And yet, for all its genius, English delights in sowing confusion. Consider the curious case of acronyms and initialisms — those little bundles of letters we fling about with gay abandon: BBC, NASA, OMG, WHO, ISRO. We use them daily, but do we really know the difference?

The Shared Parent: Abbreviations

Both acronyms and initialisms belong to the larger family of abbreviations. Where they diverge is in pronunciation.

Initialism: You read each letter separately.

BBC Bee Bee See

USA You Ess Ay

OMG Oh Em Gee

WHO Double You Aitch Oh

ISRO Eye Ess Ar Oh

> “Yes, India’s pride ISRO is another initialism — launching satellites, not words, into orbit.”
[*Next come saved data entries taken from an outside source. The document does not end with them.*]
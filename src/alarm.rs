use std::sync::Mutex;
use std::time::Duration;

use anyhow::{anyhow, Result};
use chrono::{DateTime, Utc};
use tokio::task::JoinHandle;

use crate::audio::PlaybackHandle;

// Set to true to enable verbose logging in this module
const ENABLE_LOGS: bool = true;

use crate::{log_error, log_info};

/// Local-notification style alarm delivery.
pub trait AlarmScheduler: Send + Sync {
    /// Arrange for the alarm to fire at `alarm_time`; `now` is the caller's notion of the present.
    fn schedule(&self, alarm_time: DateTime<Utc>, now: DateTime<Utc>) -> Result<()>;

    fn cancel_all(&self);
}

/// Fires alarms in-process: a tokio task per alarm that sleeps, then plays a tone.
pub struct LocalAlarmScheduler {
    playback: PlaybackHandle,
    tone_length: Duration,
    pending: Mutex<Vec<JoinHandle<()>>>,
}

impl LocalAlarmScheduler {
    pub fn new(playback: PlaybackHandle, tone_length: Duration) -> Self {
        Self {
            playback,
            tone_length,
            pending: Mutex::new(Vec::new()),
        }
    }
}

impl AlarmScheduler for LocalAlarmScheduler {
    fn schedule(&self, alarm_time: DateTime<Utc>, now: DateTime<Utc>) -> Result<()> {
        let delay = (alarm_time - now)
            .to_std()
            .map_err(|_| anyhow!("alarm time {alarm_time} is not in the future"))?;

        let runtime = tokio::runtime::Handle::try_current()
            .map_err(|err| anyhow!("no async runtime to schedule the alarm on: {err}"))?;

        let playback = self.playback.clone();
        let tone_length = self.tone_length;
        let handle = runtime.spawn(async move {
            tokio::time::sleep(delay).await;
            log_info!("Wake Up! Time to wake up at your optimal sleep cycle");
            if let Err(err) = playback.play_alarm(tone_length) {
                log_error!("failed to play alarm tone: {err:?}");
            }
        });

        let mut pending = self
            .pending
            .lock()
            .map_err(|_| anyhow!("alarm list lock poisoned"))?;
        pending.retain(|task| !task.is_finished());
        pending.push(handle);

        log_info!("alarm scheduled for {alarm_time} (in {}s)", delay.as_secs());
        Ok(())
    }

    fn cancel_all(&self) {
        let mut pending = match self.pending.lock() {
            Ok(guard) => guard,
            Err(poisoned) => poisoned.into_inner(),
        };
        for task in pending.drain(..) {
            task.abort();
        }
    }
}

/// Scheduler for environments without alarm delivery; only logs.
#[derive(Debug, Default)]
pub struct NoopAlarmScheduler;

impl AlarmScheduler for NoopAlarmScheduler {
    fn schedule(&self, alarm_time: DateTime<Utc>, _now: DateTime<Utc>) -> Result<()> {
        log_info!("alarm delivery unavailable, ignoring alarm at {alarm_time}");
        Ok(())
    }

    fn cancel_all(&self) {}
}
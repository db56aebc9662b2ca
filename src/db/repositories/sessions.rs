use anyhow::{Context, Result};

use crate::db::connection::Database;
use crate::models::SleepSession;

// Set to true to enable verbose logging in this module
const ENABLE_LOGS: bool = true;

use crate::{log_error, log_info};

/// Storage key holding the whole session history as one JSON array.
pub const SESSIONS_KEY: &str = "sleep_sessions";

/// Persists completed sessions, newest first, as a single serialized array.
#[derive(Clone)]
pub struct SessionStore {
    db: Database,
}

impl SessionStore {
    pub fn new(db: Database) -> Self {
        Self { db }
    }

    pub async fn try_load(&self) -> Result<Vec<SleepSession>> {
        let Some(raw) = self.db.get_value(SESSIONS_KEY).await? else {
            return Ok(Vec::new());
        };

        serde_json::from_str(&raw).context("failed to decode stored session history")
    }

    /// Load history; any failure degrades to an empty list.
    pub async fn load(&self) -> Vec<SleepSession> {
        match self.try_load().await {
            Ok(sessions) => {
                log_info!("Loaded {} sessions from history", sessions.len());
                sessions
            }
            Err(err) => {
                log_error!("Failed to load sessions: {err:?}");
                Vec::new()
            }
        }
    }

    /// Overwrite the stored history with `sessions`.
    pub async fn save(&self, sessions: &[SleepSession]) -> Result<()> {
        let encoded = serde_json::to_string(sessions).context("failed to encode session history")?;
        self.db
            .put_value(SESSIONS_KEY, encoded)
            .await
            .context("failed to write session history")
    }
}
pub mod controller;
pub mod state;

pub use controller::{SleepTracker, TrackerSnapshot};
pub use state::{SharedTrackerState, TrackerState, TrackerStatus};
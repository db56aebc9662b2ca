use anyhow::Result;
use chrono::Utc;
use rusqlite::{params, Connection, OptionalExtension, Row};

use crate::db::{
    connection::{Database, DbCommand},
    helpers::parse_datetime,
    models::KvEntry,
};

fn row_to_entry(row: &Row) -> Result<KvEntry> {
    let updated_at: String = row.get("updated_at")?;

    Ok(KvEntry {
        key: row.get("key")?,
        value: row.get("value")?,
        updated_at: parse_datetime(&updated_at, "updated_at")?,
    })
}

pub(crate) fn select_entry(conn: &Connection, key: &str) -> Result<Option<KvEntry>> {
    let mut stmt = conn.prepare_cached(
        "SELECT key, value, updated_at
         FROM kv_store
         WHERE key = ?1",
    )?;

    let entry = stmt
        .query_row(params![key], |row| Ok(row_to_entry(row)))
        .optional()?
        .transpose()?;

    Ok(entry)
}

pub(crate) fn upsert(conn: &Connection, key: &str, value: &str) -> Result<()> {
    conn.execute(
        "INSERT INTO kv_store (key, value, updated_at)
         VALUES (?1, ?2, ?3)
         ON CONFLICT(key) DO UPDATE SET
             value = excluded.value,
             updated_at = excluded.updated_at",
        params![key, value, Utc::now().to_rfc3339()],
    )?;
    Ok(())
}

impl Database {
    pub async fn get_entry(&self, key: &str) -> Result<Option<KvEntry>> {
        let key = key.to_string();
        self.request(|reply| DbCommand::Get { key, reply }).await
    }

    pub async fn get_value(&self, key: &str) -> Result<Option<String>> {
        Ok(self.get_entry(key).await?.map(|entry| entry.value))
    }

    /// Insert or overwrite the value stored under `key`.
    pub async fn put_value(&self, key: &str, value: String) -> Result<()> {
        let key = key.to_string();
        self.request(|reply| DbCommand::Put { key, value, reply }).await
    }
}

#[cfg(test)]
mod tests {
    use super::*;
    use crate::db::migrations::run_migrations;

    fn open() -> (tempfile::TempDir, Database) {
        let dir = tempfile::tempdir().unwrap();
        let db = Database::new(dir.path().join("kv.sqlite3")).unwrap();
        (dir, db)
    }

    #[tokio::test]
    async fn missing_key_reads_as_none() {
        let (_dir, db) = open();
        assert!(db.get_value("nothing").await.unwrap().is_none());
    }

    #[tokio::test]
    async fn put_overwrites_previous_value() {
        let (_dir, db) = open();
        db.put_value("k", "one".into()).await.unwrap();
        db.put_value("k", "two".into()).await.unwrap();

        let entry = db.get_entry("k").await.unwrap().unwrap();
        assert_eq!(entry.value, "two");
        assert_eq!(entry.key, "k");
    }

    #[test]
    fn upsert_keeps_one_row_per_key() {
        let mut conn = Connection::open_in_memory().unwrap();
        run_migrations(&mut conn).unwrap();

        upsert(&conn, "k", "a").unwrap();
        upsert(&conn, "k", "b").unwrap();

        let rows: i64 = conn
            .query_row("SELECT COUNT(*) FROM kv_store", [], |row| row.get(0))
            .unwrap();
        assert_eq!(rows, 1);
        assert_eq!(select_entry(&conn, "k").unwrap().unwrap().value, "b");
    }
}
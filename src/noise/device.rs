use std::{
    fs::{self, File},
    io::BufWriter,
    path::PathBuf,
    sync::{mpsc, Arc, Mutex, MutexGuard},
    thread::{self, JoinHandle},
};

use anyhow::{anyhow, bail, Context, Result};
use cpal::traits::{DeviceTrait, HostTrait, StreamTrait};
use cpal::{SampleFormat, SizedSample};
use hound::{WavSpec, WavWriter};

use super::input::{AudioInput, CapturedClip, ClipRequest, MicrophoneHandle};
use super::level::LevelWindow;

// Set to true to enable verbose logging in this module
const ENABLE_LOGS: bool = true;

use crate::{log_error, log_info, log_warn};

/// Default system microphone; clips land in `<recordings_dir>/<session>/<recording>.wav`.
#[derive(Debug, Clone)]
pub struct CpalInput {
    recordings_dir: PathBuf,
}

impl CpalInput {
    pub fn new(recordings_dir: PathBuf) -> Self {
        Self { recordings_dir }
    }
}

impl AudioInput for CpalInput {
    fn acquire(&self) -> Result<Box<dyn MicrophoneHandle>> {
        let mic = CpalMicrophone::open(self.recordings_dir.clone())?;
        Ok(Box::new(mic))
    }
}

struct OpenClip {
    writer: WavWriter<BufWriter<File>>,
    path: PathBuf,
    samples_written: u64,
}

#[derive(Default)]
struct SharedInput {
    level: Mutex<LevelWindow>,
    clip: Mutex<Option<OpenClip>>,
}

fn lock<T>(mutex: &Mutex<T>) -> MutexGuard<'_, T> {
    match mutex.lock() {
        Ok(guard) => guard,
        Err(poisoned) => poisoned.into_inner(),
    }
}

impl SharedInput {
    /// Called from the audio callback with samples normalized to -1.0..=1.0.
    fn ingest(&self, samples: impl Iterator<Item = f32> + Clone) {
        {
            let mut level = lock(&self.level);
            for sample in samples.clone() {
                level.push(sample);
            }
        }

        let mut clip = lock(&self.clip);
        if let Some(open) = clip.as_mut() {
            for sample in samples {
                let pcm = (sample.clamp(-1.0, 1.0) * f32::from(i16::MAX)) as i16;
                if let Err(err) = open.writer.write_sample(pcm) {
                    log_warn!("dropping clip sample: {err}");
                    break;
                }
                open.samples_written += 1;
            }
        }
    }
}

/// cpal stream plus WAV clip writer.
///
/// The cpal `Stream` is not `Send`, so it lives on a dedicated thread for as long
/// as the handle is held; `release` signals that thread and joins it.
pub struct CpalMicrophone {
    shared: Arc<SharedInput>,
    shutdown_tx: Option<mpsc::Sender<()>>,
    worker: Option<JoinHandle<()>>,
    sample_rate: u32,
    channels: u16,
    recordings_dir: PathBuf,
}

impl CpalMicrophone {
    pub fn open(recordings_dir: PathBuf) -> Result<Self> {
        let shared = Arc::new(SharedInput::default());
        let (shutdown_tx, shutdown_rx) = mpsc::channel::<()>();
        let (ready_tx, ready_rx) = mpsc::channel::<Result<(u32, u16)>>();
        let shared_for_thread = Arc::clone(&shared);

        let worker = thread::Builder::new()
            .name("sleeptrack-mic".into())
            .spawn(move || {
                let stream = match build_stream(shared_for_thread) {
                    Ok((stream, format)) => {
                        let _ = ready_tx.send(Ok(format));
                        stream
                    }
                    Err(err) => {
                        let _ = ready_tx.send(Err(err));
                        return;
                    }
                };

                // Either an explicit shutdown or the handle being dropped ends the stream.
                let _ = shutdown_rx.recv();
                drop(stream);
                log_info!("microphone stream closed");
            })
            .context("failed to spawn microphone thread")?;

        let (sample_rate, channels) = ready_rx
            .recv()
            .context("microphone thread exited before signaling readiness")??;

        log_info!("microphone opened ({sample_rate} Hz, {channels} ch)");

        Ok(Self {
            shared,
            shutdown_tx: Some(shutdown_tx),
            worker: Some(worker),
            sample_rate,
            channels,
            recordings_dir,
        })
    }

    fn take_clip(&mut self) -> Option<OpenClip> {
        lock(&self.shared.clip).take()
    }
}

fn build_stream(shared: Arc<SharedInput>) -> Result<(cpal::Stream, (u32, u16))> {
    let host = cpal::default_host();
    let device = host
        .default_input_device()
        .ok_or_else(|| anyhow!("no input device available"))?;
    let supported = device
        .default_input_config()
        .context("failed to read default input config")?;

    let format = (supported.sample_rate().0, supported.channels());
    let config: cpal::StreamConfig = supported.config();

    let stream = match supported.sample_format() {
        SampleFormat::F32 => open_input::<f32>(&device, &config, shared, |s| s)?,
        SampleFormat::I16 => open_input::<i16>(&device, &config, shared, normalize_i16)?,
        SampleFormat::U16 => open_input::<u16>(&device, &config, shared, normalize_u16)?,
        other => bail!("unsupported input sample format {other:?}"),
    };

    stream.play().context("failed to start input stream")?;
    Ok((stream, format))
}

fn normalize_i16(sample: i16) -> f32 {
    f32::from(sample) / f32::from(i16::MAX)
}

fn normalize_u16(sample: u16) -> f32 {
    (f32::from(sample) - 32_768.0) / 32_768.0
}

fn open_input<T>(
    device: &cpal::Device,
    config: &cpal::StreamConfig,
    shared: Arc<SharedInput>,
    normalize: fn(T) -> f32,
) -> Result<cpal::Stream>
where
    T: SizedSample + 'static,
{
    let data_fn = move |data: &[T], _: &cpal::InputCallbackInfo| {
        shared.ingest(data.iter().map(|&sample| normalize(sample)));
    };
    let err_fn = |err: cpal::StreamError| log_error!("input stream error: {err}");

    device
        .build_input_stream(config, data_fn, err_fn, None)
        .context("failed to build input stream")
}

impl MicrophoneHandle for CpalMicrophone {
    fn sample_level(&mut self) -> Result<f64> {
        Ok(lock(&self.shared.level).take_db())
    }

    fn start_clip(&mut self, request: &ClipRequest) -> Result<()> {
        let dir = self.recordings_dir.join(&request.session_id);
        fs::create_dir_all(&dir)
            .with_context(|| format!("failed to create recordings directory {}", dir.display()))?;

        let path = dir.join(format!("{}.wav", request.recording_id));
        let spec = WavSpec {
            channels: self.channels,
            sample_rate: self.sample_rate,
            bits_per_sample: 16,
            sample_format: hound::SampleFormat::Int,
        };
        let writer = WavWriter::create(&path, spec)
            .with_context(|| format!("failed to create clip {}", path.display()))?;

        let mut clip = lock(&self.shared.clip);
        if clip.is_some() {
            bail!("a clip is already being captured");
        }
        *clip = Some(OpenClip {
            writer,
            path,
            samples_written: 0,
        });
        Ok(())
    }

    fn finish_clip(&mut self) -> Result<CapturedClip> {
        let open = self
            .take_clip()
            .ok_or_else(|| anyhow!("no clip is being captured"))?;

        let samples_per_sec = f64::from(self.sample_rate) * f64::from(self.channels.max(1));
        let duration_secs = open.samples_written as f64 / samples_per_sec;

        open.writer
            .finalize()
            .with_context(|| format!("failed to finalize clip {}", open.path.display()))?;

        Ok(CapturedClip {
            uri: open.path.display().to_string(),
            duration_secs,
        })
    }

    fn discard_clip(&mut self) {
        let Some(open) = self.take_clip() else {
            return;
        };
        if let Err(err) = open.writer.finalize() {
            log_warn!("failed to close discarded clip: {err}");
        }
        if let Err(err) = fs::remove_file(&open.path) {
            log_warn!("failed to remove discarded clip {}: {err}", open.path.display());
        }
    }

    /// Blocks until the stream thread has dropped the cpal stream; the monitor
    /// calls this from the blocking pool.
    fn release(&mut self) {
        self.discard_clip();

        if let Some(tx) = self.shutdown_tx.take() {
            let _ = tx.send(());
        }
        if let Some(worker) = self.worker.take() {
            if worker.join().is_err() {
                log_error!("microphone thread panicked");
            }
        }
    }
}

#[cfg(test)]
mod tests {
    use super::*;

    #[test]
    fn integer_formats_normalize_to_unit_range() {
        assert_eq!(normalize_i16(0), 0.0);
        assert_eq!(normalize_i16(i16::MAX), 1.0);
        assert!(normalize_i16(i16::MIN) <= -1.0);

        assert_eq!(normalize_u16(32_768), 0.0);
        assert_eq!(normalize_u16(0), -1.0);
        assert!((normalize_u16(u16::MAX) - 1.0).abs() < 1e-4);
    }

    #[test]
    fn ingest_feeds_level_without_an_open_clip() {
        let shared = SharedInput::default();
        shared.ingest([1.0_f32, -1.0].into_iter());
        assert!(lock(&shared.level).take_db().abs() < 1e-9);
        assert!(lock(&shared.clip).is_none());
    }
}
Acronym: You pronounce it as if it were a proper word.

NASA Nassa

FIFA Fee-fah

SIM Sim

WHO sometimes Who (the WHO declared…”)

Notice the trickster? WHO is a linguistic double agent, equally comfortable playing for both sides.

Why Does This Matter?

At first glance, this seems like a pedant’s parlour game. But it does matter. It shapes how we write, how we speak, and even how we teach. To call USA an acronym, for instance, is technically wrong — though no one will confiscate your passport for it.

 

The Indian Quirk

 

In India, of course, we add our own masala. We blithely say, “I am going to fill my SIM,” as though the poor card were a vessel for dal and rice. Or we solemnly announce that BCCI is an acronym, when in fact it is very much an initialism. Our English is flexible, forgiving, and fabulously inventive — but a pinch of precision never hurt anyone.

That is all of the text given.